• **WHAT THIS TASK INVOLVES**
Could you set down exactly the lines in the records below between the line holding "const TOTP_INVALID: &str" and the line holding "pub struct Login;", inclusive?

Start of SOURCE RECORDS

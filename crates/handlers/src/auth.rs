use std::sync::Arc;

use async_trait::async_trait;
use chrono::Utc;
use tracing::{info, warn};

use teamdesk_chat::{
    CommandSchema, ConfirmLabels, Embed, FlowOutcome, Interaction, OptionKind, OptionSchema, ReplyPayload,
    Session, SubcommandDispatcher,
};
use teamdesk_core::domain::user::SessionToken;
use teamdesk_core::errors::HandlerError;
use teamdesk_core::time::DateParser;
use teamdesk_core::token::LoginClaims;
use teamdesk_core::totp::{self, TotpError};

use crate::context::HandlerContext;
use crate::support::{
    await_confirmation, not_found, persistence, precondition, timed_out, unexpected, validation, Answer, Reply,
    MAX_EMBEDS,
};
use crate::{bind, CommandHandler};

pub const REVOKE_SESSION_PREFIX: &str = "revoke-session";
const TOTP_VALID: &str = "✅  TOTP code is valid.";
const TOTP_INVALID: &str = "❌  TOTP code is invalid.";

pub fn schema() -> CommandSchema {
    CommandSchema::new("auth", "Dashboard access")
        .subcommand("login", "Get a login link for the dashboard", Vec::new())
        .subcommand("totp-create", "Create a TOTP secret for your authenticator app", Vec::new())
        .subcommand(
            "totp-check",
            "Check a code from your authenticator app",
            vec![OptionSchema::required("code", "Six digit code", OptionKind::String)],
        )
        .subcommand("revoke-session", "Sign out one of your dashboard sessions", Vec::new())
}

pub fn dispatcher(ctx: &Arc<HandlerContext>) -> SubcommandDispatcher {
    SubcommandDispatcher::new("auth")
        .with("login", bind(ctx, Login))
        .with("totp-create", bind(ctx, TotpCreate))
        .with("totp-check", bind(ctx, TotpCheck))
        .with("revoke-session", bind(ctx, RevokeSession))
}

pub struct Login;

#[async_trait]
impl CommandHandler for Login {
    async fn run(
        &self,
        ctx: &HandlerContext,
        session: Session,
        interaction: Interaction,
    ) -> Result<(), HandlerError> {
        let reply = Reply::defer(session, &interaction, true).await?;
        let invoker = &interaction.invoker;
        reply
            .check(
                ctx.users
                    .ensure_user(&invoker.id, &invoker.username)
                    .await
                    .map_err(|error| persistence("Can't save user", error)),
            )
            .await?;

        let claims = LoginClaims {
            user_id: invoker.id.clone(),
            username: invoker.username.clone(),
            issued_at: Utc::now().timestamp(),
        };
        let token = match ctx.signer.sign(&claims) {
            Ok(token) => token,
            Err(error) => {
                warn!(event_name = "handlers.auth.sign_failed", error = %error, "could not sign login token");
                return reply.fail(precondition("Failed to generate login token")).await;
            }
        };

        let embed = Embed::new()
            .title("Login into Dashboard")
            .url(login_link(&ctx.dashboard_url, &token))
            .description("This link expires in 5 minutes.");
        reply.send(ReplyPayload::embeds(vec![embed]).ephemeral()).await
    }
}

pub fn login_link(dashboard_url: &str, token: &str) -> String {
    let encoded: String = url::form_urlencoded::byte_serialize(token.as_bytes()).collect();
    let separator = if dashboard_url.contains('?') { '&' } else { '?' };
    format!("{dashboard_url}{separator}token={encoded}")
}

pub struct TotpCreate;

#[async_trait]
impl CommandHandler for TotpCreate {
    async fn run(
        &self,
        ctx: &HandlerContext,
        session: Session,
        interaction: Interaction,
    ) -> Result<(), HandlerError> {
        let reply = Reply::defer(session, &interaction, true).await?;
        let invoker = &interaction.invoker;
        let user = reply
            .check(ctx.users.find(&invoker.id).await.map_err(|error| persistence("Can't get user", error)))
            .await?;

        let has_secret = user.and_then(|user| user.totp_secret).is_some();
        let answer = if has_secret {
            let mut flow = ctx.flows.open(reply.session().clone(), reply.token().clone(), &interaction.channel_id);
            let prompt = ReplyPayload::text("This will overwrite your current TOTP secret. Are you sure?").ephemeral();
            let confirmed = await_confirmation(
                &mut flow,
                reply.session(),
                prompt,
                ConfirmLabels::new("Yes", "No"),
                ReplyPayload::text("Canceled.").ephemeral(),
            )
            .await?;
            match confirmed {
                Some(click) => Answer::Click(click.reply_token),
                None => return Ok(()),
            }
        } else {
            Answer::Deferred(reply.token().clone())
        };

        let secret = totp::generate_secret();
        let result = ctx
            .users
            .set_totp_secret(&invoker.id, &invoker.username, &secret)
            .await
            .map_err(|error| persistence("Can't save TOTP secret", error));
        let uri = totp::provisioning_uri(&secret, &invoker.username, &ctx.totp_issuer);
        let success = ReplyPayload::text(format!(
            "Add this secret to your authenticator app:\n`{secret}`\nOr open this link on your phone:\n{uri}"
        ))
        .ephemeral();
        answer.settle(reply.session(), result, success).await?;
        info!(event_name = "handlers.auth.totp_created", user_id = %invoker.id, "totp secret stored");
        Ok(())
    }
}

pub struct TotpCheck;

#[async_trait]
impl CommandHandler for TotpCheck {
    async fn run(
        &self,
        ctx: &HandlerContext,
        session: Session,
        interaction: Interaction,
    ) -> Result<(), HandlerError> {
        let reply = Reply::defer(session, &interaction, true).await?;
        let Some(code) = interaction.string_option("code") else {
            return reply.fail(validation("TOTP code is empty.")).await;
        };
        let user = reply
            .check(
                ctx.users
                    .find(&interaction.invoker.id)
                    .await
                    .map_err(|error| persistence("Can't get user", error)),
            )
            .await?;
        let Some(secret) = user.and_then(|user| user.totp_secret) else {
            return reply.fail(precondition("You haven't created a TOTP secret yet.")).await;
        };

        let valid = match totp::verify(&secret, &code, Utc::now()) {
            Ok(valid) => valid,
            Err(TotpError::InvalidCode) => false,
            Err(error @ TotpError::InvalidSecret) => {
                warn!(
                    event_name = "handlers.auth.totp_secret_corrupt",
                    user_id = %interaction.invoker.id,
                    error = %error,
                    "stored totp secret cannot be decoded"
                );
                false
            }
        };
        reply.text(if valid { TOTP_VALID } else { TOTP_INVALID }).await
    }
}

pub struct RevokeSession;

#[async_trait]
impl CommandHandler for RevokeSession {
    async fn run(
        &self,
        ctx: &HandlerContext,
        session: Session,
        interaction: Interaction,
    ) -> Result<(), HandlerError> {
        let reply = Reply::defer(session, &interaction, true).await?;
        let user_id = interaction.invoker.id.as_str();
        let mut sessions = reply
            .check(ctx.users.list_sessions(user_id).await.map_err(|error| persistence("Can't get sessions", error)))
            .await?;
        if sessions.is_empty() {
            return reply.text("No sessions to revoke.").await;
        }
        let mut heading = format!("Available sessions: {}", sessions.len());
        if sessions.len() > MAX_EMBEDS {
            heading.push_str(&format!("\nShowing the first {MAX_EMBEDS}. Revoke one to see the rest."));
            sessions.truncate(MAX_EMBEDS);
        }

        let prompt = sessions
            .iter()
            .enumerate()
            .fold(ReplyPayload::text(heading), |prompt, (index, token)| {
                prompt.with_embed(session_embed(index, token, &ctx.dates))
            })
            .ephemeral();
        let labels: Vec<String> = (1..=sessions.len()).map(|number| number.to_string()).collect();

        let mut flow = ctx.flows.open(reply.session().clone(), reply.token().clone(), &interaction.channel_id);
        let (index, click) = match flow.select(prompt, &labels, REVOKE_SESSION_PREFIX).await {
            FlowOutcome::Selected { index, interaction } => (index, interaction),
            FlowOutcome::TimedOut => return timed_out(&flow).await,
            FlowOutcome::Failed(error) => return Err(error.into()),
            other => return Err(unexpected(&other)),
        };
        let Some(chosen) = sessions.get(index) else {
            return Err(HandlerError::Programmer(format!("session choice {index} is out of range")));
        };

        let result = match ctx.users.revoke_session(user_id, &chosen.secret).await {
            Ok(true) => Ok(()),
            Ok(false) => Err(not_found("Session not found.")),
            Err(error) => Err(persistence("Can't revoke session", error)),
        };
        Answer::Click(click.reply_token)
            .settle(reply.session(), result, ReplyPayload::text("Session revoked.").ephemeral())
            .await?;
        info!(event_name = "handlers.auth.session_revoked", user_id = %user_id, "dashboard session revoked");
        Ok(())
    }
}

fn session_embed(index: usize, token: &SessionToken, dates: &DateParser) -> Embed {
    let or_unknown = |value: &str| if value.trim().is_empty() { "unknown".to_owned() } else { value.to_owned() };
    Embed::new()
        .title(format!("Session {}", index + 1))
        .field("Created", dates.format_display(token.created_at), true)
        .field("IP address", or_unknown(&token.ip_address), true)
        .field("User agent", or_unknown(&token.user_agent), false)
}

#[cfg(test)]
mod tests {
    use super::login_link;

    #[test]
    fn login_link_escapes_the_token() {
        let link = login_link("https://desk.example.com/login", "a+b/c=");
        assert_eq!(link, "https://desk.example.com/login?token=a%2Bb%2Fc%3D");
    }

    #[test]
    fn login_link_appends_to_existing_query() {
        let link = login_link("https://desk.example.com/?lang=en", "abc");
        assert_eq!(link, "https://desk.example.com/?lang=en&token=abc");
    }
}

End of SOURCE RECORDS

• **RESPONSE TO THE EXERCISE**
const TOTP_INVALID: &str = "❌  TOTP code is invalid.";

pub fn schema() -> CommandSchema {
    CommandSchema::new("auth", "Dashboard access")
        .subcommand("login", "Get a login link for the dashboard", Vec::new())
        .subcommand("totp-create", "Create a TOTP secret for your authenticator app", Vec::new())
        .subcommand(
            "totp-check",
            "Check a code from your authenticator app",
            vec![OptionSchema::required("code", "Six digit code", OptionKind::String)],
        )
        .subcommand("revoke-session", "Sign out one of your dashboard sessions", Vec::new())
}

pub fn dispatcher(ctx: &Arc<HandlerContext>) -> SubcommandDispatcher {
    SubcommandDispatcher::new("auth")
        .with("login", bind(ctx, Login))
        .with("totp-create", bind(ctx, TotpCreate))
        .with("totp-check", bind(ctx, TotpCheck))
        .with("revoke-session", bind(ctx, RevokeSession))
}

pub struct Login;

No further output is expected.